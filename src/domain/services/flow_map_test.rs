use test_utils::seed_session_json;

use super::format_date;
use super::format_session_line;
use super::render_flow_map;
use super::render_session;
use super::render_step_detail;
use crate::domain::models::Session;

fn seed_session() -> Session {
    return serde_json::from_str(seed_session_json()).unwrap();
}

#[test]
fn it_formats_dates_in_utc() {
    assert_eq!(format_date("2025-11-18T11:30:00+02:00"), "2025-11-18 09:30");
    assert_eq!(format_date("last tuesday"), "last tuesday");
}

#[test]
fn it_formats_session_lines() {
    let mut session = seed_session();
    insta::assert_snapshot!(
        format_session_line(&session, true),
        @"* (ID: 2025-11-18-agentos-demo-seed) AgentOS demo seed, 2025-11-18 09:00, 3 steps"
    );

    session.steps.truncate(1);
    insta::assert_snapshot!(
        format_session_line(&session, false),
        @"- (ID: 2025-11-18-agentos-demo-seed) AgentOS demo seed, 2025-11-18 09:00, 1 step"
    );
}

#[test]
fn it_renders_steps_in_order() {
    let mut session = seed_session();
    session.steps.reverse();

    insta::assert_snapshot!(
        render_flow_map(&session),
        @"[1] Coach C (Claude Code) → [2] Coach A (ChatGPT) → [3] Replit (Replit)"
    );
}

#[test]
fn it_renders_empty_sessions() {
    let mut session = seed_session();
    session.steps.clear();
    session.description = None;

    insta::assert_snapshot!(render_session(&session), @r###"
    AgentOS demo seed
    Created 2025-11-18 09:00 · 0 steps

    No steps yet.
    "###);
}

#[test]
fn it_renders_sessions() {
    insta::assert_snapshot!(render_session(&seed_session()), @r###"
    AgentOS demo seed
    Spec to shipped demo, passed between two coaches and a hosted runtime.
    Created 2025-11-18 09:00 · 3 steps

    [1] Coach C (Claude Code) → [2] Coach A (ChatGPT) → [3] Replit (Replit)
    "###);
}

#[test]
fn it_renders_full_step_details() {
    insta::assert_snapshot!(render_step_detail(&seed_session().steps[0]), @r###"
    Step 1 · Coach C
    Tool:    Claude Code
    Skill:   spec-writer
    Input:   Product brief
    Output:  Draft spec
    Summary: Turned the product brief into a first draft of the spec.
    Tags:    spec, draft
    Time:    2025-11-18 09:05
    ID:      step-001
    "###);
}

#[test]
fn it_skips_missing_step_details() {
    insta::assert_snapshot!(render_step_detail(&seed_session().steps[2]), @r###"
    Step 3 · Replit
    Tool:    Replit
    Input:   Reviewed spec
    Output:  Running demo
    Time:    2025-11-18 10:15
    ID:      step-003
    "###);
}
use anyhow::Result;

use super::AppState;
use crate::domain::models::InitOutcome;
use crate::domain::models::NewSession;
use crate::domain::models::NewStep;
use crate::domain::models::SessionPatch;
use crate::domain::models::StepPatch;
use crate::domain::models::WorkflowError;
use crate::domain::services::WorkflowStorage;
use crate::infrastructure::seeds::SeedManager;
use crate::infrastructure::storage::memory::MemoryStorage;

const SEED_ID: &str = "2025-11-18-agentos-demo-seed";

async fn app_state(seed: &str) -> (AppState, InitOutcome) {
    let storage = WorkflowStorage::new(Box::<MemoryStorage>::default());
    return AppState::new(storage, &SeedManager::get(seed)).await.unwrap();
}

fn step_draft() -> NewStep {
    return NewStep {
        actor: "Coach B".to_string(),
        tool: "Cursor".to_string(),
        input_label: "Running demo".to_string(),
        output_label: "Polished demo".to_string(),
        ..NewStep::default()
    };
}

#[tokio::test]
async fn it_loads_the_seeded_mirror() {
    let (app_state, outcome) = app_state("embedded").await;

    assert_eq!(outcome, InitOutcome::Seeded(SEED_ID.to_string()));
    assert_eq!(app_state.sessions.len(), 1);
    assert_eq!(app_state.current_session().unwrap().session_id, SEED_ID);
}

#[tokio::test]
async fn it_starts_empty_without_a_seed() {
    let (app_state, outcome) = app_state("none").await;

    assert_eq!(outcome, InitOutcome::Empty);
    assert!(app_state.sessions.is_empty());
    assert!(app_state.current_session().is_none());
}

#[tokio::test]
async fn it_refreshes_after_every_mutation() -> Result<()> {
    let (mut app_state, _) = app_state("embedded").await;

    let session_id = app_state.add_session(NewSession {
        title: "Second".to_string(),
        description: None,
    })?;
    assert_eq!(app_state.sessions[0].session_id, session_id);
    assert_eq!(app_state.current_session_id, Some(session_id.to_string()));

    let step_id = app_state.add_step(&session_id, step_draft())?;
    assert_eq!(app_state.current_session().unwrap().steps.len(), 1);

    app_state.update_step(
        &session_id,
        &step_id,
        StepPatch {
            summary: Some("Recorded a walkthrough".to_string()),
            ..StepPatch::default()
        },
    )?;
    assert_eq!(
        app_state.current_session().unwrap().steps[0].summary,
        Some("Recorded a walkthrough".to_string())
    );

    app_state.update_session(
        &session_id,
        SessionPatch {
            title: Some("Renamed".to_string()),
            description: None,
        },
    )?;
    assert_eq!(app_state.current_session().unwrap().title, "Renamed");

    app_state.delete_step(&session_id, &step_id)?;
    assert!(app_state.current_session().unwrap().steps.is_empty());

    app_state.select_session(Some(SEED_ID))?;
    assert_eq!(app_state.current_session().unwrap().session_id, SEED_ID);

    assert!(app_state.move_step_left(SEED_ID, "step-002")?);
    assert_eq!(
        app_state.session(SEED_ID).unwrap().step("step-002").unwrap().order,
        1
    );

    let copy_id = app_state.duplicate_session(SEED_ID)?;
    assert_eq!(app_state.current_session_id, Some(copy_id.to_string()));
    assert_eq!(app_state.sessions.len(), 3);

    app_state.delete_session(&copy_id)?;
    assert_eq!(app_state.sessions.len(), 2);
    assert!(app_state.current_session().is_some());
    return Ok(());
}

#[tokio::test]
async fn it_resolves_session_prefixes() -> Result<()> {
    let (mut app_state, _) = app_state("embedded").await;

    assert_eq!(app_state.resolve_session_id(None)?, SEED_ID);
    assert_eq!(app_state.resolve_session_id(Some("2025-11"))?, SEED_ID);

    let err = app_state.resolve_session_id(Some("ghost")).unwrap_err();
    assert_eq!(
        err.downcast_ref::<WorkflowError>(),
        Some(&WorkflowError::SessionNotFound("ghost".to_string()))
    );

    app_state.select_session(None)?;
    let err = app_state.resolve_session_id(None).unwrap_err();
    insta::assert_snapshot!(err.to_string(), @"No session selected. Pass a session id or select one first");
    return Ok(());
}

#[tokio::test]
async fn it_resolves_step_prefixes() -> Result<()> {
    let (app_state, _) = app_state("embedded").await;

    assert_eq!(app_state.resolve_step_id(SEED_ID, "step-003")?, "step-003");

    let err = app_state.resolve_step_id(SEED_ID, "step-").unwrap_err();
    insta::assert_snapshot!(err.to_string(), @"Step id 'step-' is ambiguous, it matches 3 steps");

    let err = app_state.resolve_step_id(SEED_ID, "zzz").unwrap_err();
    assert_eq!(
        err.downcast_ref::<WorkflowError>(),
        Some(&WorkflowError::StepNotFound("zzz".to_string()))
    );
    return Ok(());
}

#####

## Requirement
In the entries above, the lines between the one holding "use crate::domain::models::StepPatch;" and the one holding "async fn it_starts_empty_without_a_seed()", inclusive, are to be printed exactly as written, and those alone.

## Exercise answer
use crate::domain::models::StepPatch;
use crate::domain::models::WorkflowError;
use crate::domain::services::WorkflowStorage;
use crate::infrastructure::seeds::SeedManager;
use crate::infrastructure::storage::memory::MemoryStorage;

const SEED_ID: &str = "2025-11-18-agentos-demo-seed";

async fn app_state(seed: &str) -> (AppState, InitOutcome) {
    let storage = WorkflowStorage::new(Box::<MemoryStorage>::default());
    return AppState::new(storage, &SeedManager::get(seed)).await.unwrap();
}

fn step_draft() -> NewStep {
    return NewStep {
        actor: "Coach B".to_string(),
        tool: "Cursor".to_string(),
        input_label: "Running demo".to_string(),
        output_label: "Polished demo".to_string(),
        ..NewStep::default()
    };
}

#[tokio::test]
async fn it_loads_the_seeded_mirror() {
    let (app_state, outcome) = app_state("embedded").await;

    assert_eq!(outcome, InitOutcome::Seeded(SEED_ID.to_string()));
    assert_eq!(app_state.sessions.len(), 1);
    assert_eq!(app_state.current_session().unwrap().session_id, SEED_ID);
}

#[tokio::test]
async fn it_starts_empty_without_a_seed() {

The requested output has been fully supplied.